## TASK OBJECTIVE
The answer must be an exact copy of all the data below.

(STUDY MATERIAL)

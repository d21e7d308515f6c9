use lurry::prelude::*;
use pretty_assertions::assert_eq;
use serde_json::json;
use std::path::{Path, PathBuf};
use std::sync::atomic::{AtomicUsize, Ordering};
use std::sync::Arc;

fn fixture(path: &str) -> PathBuf {
    Path::new(env!("CARGO_MANIFEST_DIR")).join("tests/fixtures").join(path)
}

fn params(value: serde_json::Value) -> Params {
    serde_json::from_value(value).unwrap()
}

fn builder() -> QueryEngineBuilder {
    QueryEngine::builder().sources([fixture("queries/users.yaml"), fixture("queries/orders.xml")])
}

/// Reports a product name and counts how often it was asked.
struct CountingContext {
    product: Option<&'static str>,
    calls: Arc<AtomicUsize>,
}

impl ConnectionContext for CountingContext {
    fn product_name(&self) -> LurryResult<String> {
        self.calls.fetch_add(1, Ordering::SeqCst);
        self.product
            .map(str::to_string)
            .ok_or_else(|| LurryError::Connection("connection closed".to_string()))
    }
}

#[test]
fn test_plain_text_unchanged() {
    let engine = builder().build().unwrap();
    assert_eq!(
        engine.render_sql("app.Order", "all", &Params::new()).unwrap(),
        "SELECT * FROM orders"
    );
}

#[test]
fn test_optional_keys_may_be_missing() {
    let engine = builder().dialect(Dialect::MySql).build().unwrap();

    assert_eq!(
        engine.render_sql("app.User", "search", &Params::new()).unwrap(),
        "SELECT * FROM users WHERE 1 = 1 LIMIT 50"
    );
    assert_eq!(
        engine
            .render_sql(
                "app.User",
                "search",
                &params(json!({"active": true, "name": "O'Brien", "limit": 10}))
            )
            .unwrap(),
        "SELECT * FROM users WHERE 1 = 1 AND active = 1 AND name = 'O''Brien' LIMIT 10"
    );
}

#[test]
fn test_detected_mysql_escaping() {
    let calls = Arc::new(AtomicUsize::new(0));
    let engine = builder()
        .context(CountingContext {
            product: Some("MySQL"),
            calls: Arc::clone(&calls),
        })
        .build()
        .unwrap();

    let by_name = |name: &str| {
        engine
            .render_sql("app.User", "byName", &params(json!({ "name": name })))
            .unwrap()
    };
    assert_eq!(by_name(r"O'Br\ien"), r"SELECT * FROM users WHERE name = 'O''Br\\ien'");
    assert_eq!(by_name("x"), "SELECT * FROM users WHERE name = 'x'");
    assert_eq!(calls.load(Ordering::SeqCst), 1);
}

#[test]
fn test_in_clause_rendering() {
    let engine = builder().dialect(Dialect::MariaDb).build().unwrap();

    assert_eq!(
        engine
            .render_sql("app.Order", "byStatus", &params(json!({"statuses": ["new", null, "it's"], "min": 5})))
            .unwrap(),
        "SELECT * FROM orders WHERE status IN ('new','it''s') AND total > 5"
    );
    assert_eq!(
        engine
            .render_sql("app.Order", "byIds", &params(json!({"ids": [1, "2", "x; DROP TABLE orders"]})))
            .unwrap(),
        "SELECT * FROM orders WHERE id IN (1,2)"
    );
}

#[test]
fn test_unknown_product_falls_back_to_default() {
    let engine = builder()
        .context(StaticContext::new("FoxPro 9"))
        .build()
        .unwrap();

    assert_eq!(
        engine
            .render_sql("app.User", "byName", &params(json!({"name": "O'Brien"})))
            .unwrap(),
        "SELECT * FROM users WHERE name = O''Brien"
    );
    assert_eq!(engine.dialect().unwrap(), Dialect::Default);
}

#[test]
fn test_detection_failure_blocks_only_escaping() {
    let calls = Arc::new(AtomicUsize::new(0));
    let engine = builder()
        .context(CountingContext {
            product: None,
            calls: Arc::clone(&calls),
        })
        .build()
        .unwrap();

    assert_eq!(
        engine
            .render_sql("app.User", "byId", &params(json!({"id": 1})))
            .unwrap(),
        "SELECT * FROM users WHERE id = 1"
    );
    assert_eq!(calls.load(Ordering::SeqCst), 0);

    let err = engine
        .render_sql("app.User", "byName", &params(json!({"name": "a"})))
        .unwrap_err();
    assert!(matches!(err, LurryError::DialectDetection(_)), "got {:?}", err);

    // not cached: the next escaping render asks again
    assert!(engine.render_sql("app.User", "byName", &Params::new()).is_err());
    assert_eq!(calls.load(Ordering::SeqCst), 2);
}

#[test]
fn test_missing_query_is_distinct() {
    let engine = builder().build().unwrap();
    let err = engine.render_sql("app.User", "delete", &Params::new()).unwrap_err();
    assert!(err.is_not_found());
    assert!(matches!(
        err,
        LurryError::QueryNotFound { ref entity, ref query } if entity == "app.User" && query == "delete"
    ));
}

#[test]
fn test_engine_from_config_file() {
    let config = EngineConfig::from_file(fixture("lurry.toml")).unwrap();
    let engine = QueryEngine::from_config(&config).unwrap();

    assert_eq!(engine.dialect().unwrap(), Dialect::MySql);
    assert_eq!(
        engine
            .render_sql("app.User", "byName", &params(json!({"name": "a'b"})))
            .unwrap(),
        "SELECT * FROM users WHERE name = 'a''b'"
    );
}

#[test]
fn test_engine_is_shareable_across_threads() {
    let engine = Arc::new(builder().dialect(Dialect::MySql).build().unwrap());

    let handles: Vec<_> = (0..8)
        .map(|i| {
            let engine = Arc::clone(&engine);
            std::thread::spawn(move || {
                engine
                    .render_sql("app.User", "byId", &params(json!({ "id": i })))
                    .unwrap()
            })
        })
        .collect();

    for (i, handle) in handles.into_iter().enumerate() {
        assert_eq!(handle.join().unwrap(), format!("SELECT * FROM users WHERE id = {}", i));
    }
    assert_eq!(engine.templates().len(), 1);
}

(End STUDY MATERIAL)

## EXERCISE SOLUTION
repository d21e7d308515f6c9
use lurry::prelude::*;
use pretty_assertions::assert_eq;
use serde_json::json;
use std::path::{Path, PathBuf};
use std::sync::atomic::{AtomicUsize, Ordering};
use std::sync::Arc;

fn fixture(path: &str) -> PathBuf {
    Path::new(env!("CARGO_MANIFEST_DIR")).join("tests/fixtures").join(path)
}

fn params(value: serde_json::Value) -> Params {
    serde_json::from_value(value).unwrap()
}

fn builder() -> QueryEngineBuilder {
    QueryEngine::builder().sources([fixture("queries/users.yaml"), fixture("queries/orders.xml")])
}

/// Reports a product name and counts how often it was asked.
struct CountingContext {
    product: Option<&'static str>,
    calls: Arc<AtomicUsize>,
}

impl ConnectionContext for CountingContext {
    fn product_name(&self) -> LurryResult<String> {
        self.calls.fetch_add(1, Ordering::SeqCst);
        self.product
            .map(str::to_string)
            .ok_or_else(|| LurryError::Connection("connection closed".to_string()))
    }
}

#[test]
fn test_plain_text_unchanged() {
    let engine = builder().build().unwrap();
    assert_eq!(
        engine.render_sql("app.Order", "all", &Params::new()).unwrap(),
        "SELECT * FROM orders"
    );
}

#[test]
fn test_optional_keys_may_be_missing() {
    let engine = builder().dialect(Dialect::MySql).build().unwrap();

    assert_eq!(
        engine.render_sql("app.User", "search", &Params::new()).unwrap(),
        "SELECT * FROM users WHERE 1 = 1 LIMIT 50"
    );
    assert_eq!(
        engine
            .render_sql(
                "app.User",
                "search",
                &params(json!({"active": true, "name": "O'Brien", "limit": 10}))
            )
            .unwrap(),
        "SELECT * FROM users WHERE 1 = 1 AND active = 1 AND name = 'O''Brien' LIMIT 10"
    );
}

#[test]
fn test_detected_mysql_escaping() {
    let calls = Arc::new(AtomicUsize::new(0));
    let engine = builder()
        .context(CountingContext {
            product: Some("MySQL"),
            calls: Arc::clone(&calls),
        })
        .build()
        .unwrap();

    let by_name = |name: &str| {
        engine
            .render_sql("app.User", "byName", &params(json!({ "name": name })))
            .unwrap()
    };
    assert_eq!(by_name(r"O'Br\ien"), r"SELECT * FROM users WHERE name = 'O''Br\\ien'");
    assert_eq!(by_name("x"), "SELECT * FROM users WHERE name = 'x'");
    assert_eq!(calls.load(Ordering::SeqCst), 1);
}

#[test]
fn test_in_clause_rendering() {
    let engine = builder().dialect(Dialect::MariaDb).build().unwrap();

    assert_eq!(
        engine
            .render_sql("app.Order", "byStatus", &params(json!({"statuses": ["new", null, "it's"], "min": 5})))
            .unwrap(),
        "SELECT * FROM orders WHERE status IN ('new','it''s') AND total > 5"
    );
    assert_eq!(
        engine
            .render_sql("app.Order", "byIds", &params(json!({"ids": [1, "2", "x; DROP TABLE orders"]})))
            .unwrap(),
        "SELECT * FROM orders WHERE id IN (1,2)"
    );
}

#[test]
fn test_unknown_product_falls_back_to_default() {
    let engine = builder()
        .context(StaticContext::new("FoxPro 9"))
        .build()
        .unwrap();

    assert_eq!(
        engine
            .render_sql("app.User", "byName", &params(json!({"name": "O'Brien"})))
            .unwrap(),
        "SELECT * FROM users WHERE name = O''Brien"
    );
    assert_eq!(engine.dialect().unwrap(), Dialect::Default);
}

#[test]
fn test_detection_failure_blocks_only_escaping() {
    let calls = Arc::new(AtomicUsize::new(0));
    let engine = builder()
        .context(CountingContext {
            product: None,
            calls: Arc::clone(&calls),
        })
        .build()
        .unwrap();

    assert_eq!(
        engine
            .render_sql("app.User", "byId", &params(json!({"id": 1})))
            .unwrap(),
        "SELECT * FROM users WHERE id = 1"
    );
    assert_eq!(calls.load(Ordering::SeqCst), 0);

    let err = engine
        .render_sql("app.User", "byName", &params(json!({"name": "a"})))
        .unwrap_err();
    assert!(matches!(err, LurryError::DialectDetection(_)), "got {:?}", err);

    // not cached: the next escaping render asks again
    assert!(engine.render_sql("app.User", "byName", &Params::new()).is_err());
    assert_eq!(calls.load(Ordering::SeqCst), 2);
}

#[test]
fn test_missing_query_is_distinct() {
    let engine = builder().build().unwrap();
    let err = engine.render_sql("app.User", "delete", &Params::new()).unwrap_err();
    assert!(err.is_not_found());
    assert!(matches!(
        err,
        LurryError::QueryNotFound { ref entity, ref query } if entity == "app.User" && query == "delete"
    ));
}

#[test]
fn test_engine_from_config_file() {
    let config = EngineConfig::from_file(fixture("lurry.toml")).unwrap();
    let engine = QueryEngine::from_config(&config).unwrap();

    assert_eq!(engine.dialect().unwrap(), Dialect::MySql);
    assert_eq!(
        engine
            .render_sql("app.User", "byName", &params(json!({"name": "a'b"})))
            .unwrap(),
        "SELECT * FROM users WHERE name = 'a''b'"
    );
}

#[test]
fn test_engine_is_shareable_across_threads() {
    let engine = Arc::new(builder().dialect(Dialect::MySql).build().unwrap());

    let handles: Vec<_> = (0..8)
        .map(|i| {
            let engine = Arc::clone(&engine);
            std::thread::spawn(move || {
                engine
                    .render_sql("app.User", "byId", &params(json!({ "id": i })))
                    .unwrap()
            })
        })
        .collect();

    for (i, handle) in handles.into_iter().enumerate() {
        assert_eq!(handle.join().unwrap(), format!("SELECT * FROM users WHERE id = {}", i));
    }
    assert_eq!(engine.templates().len(), 1);
}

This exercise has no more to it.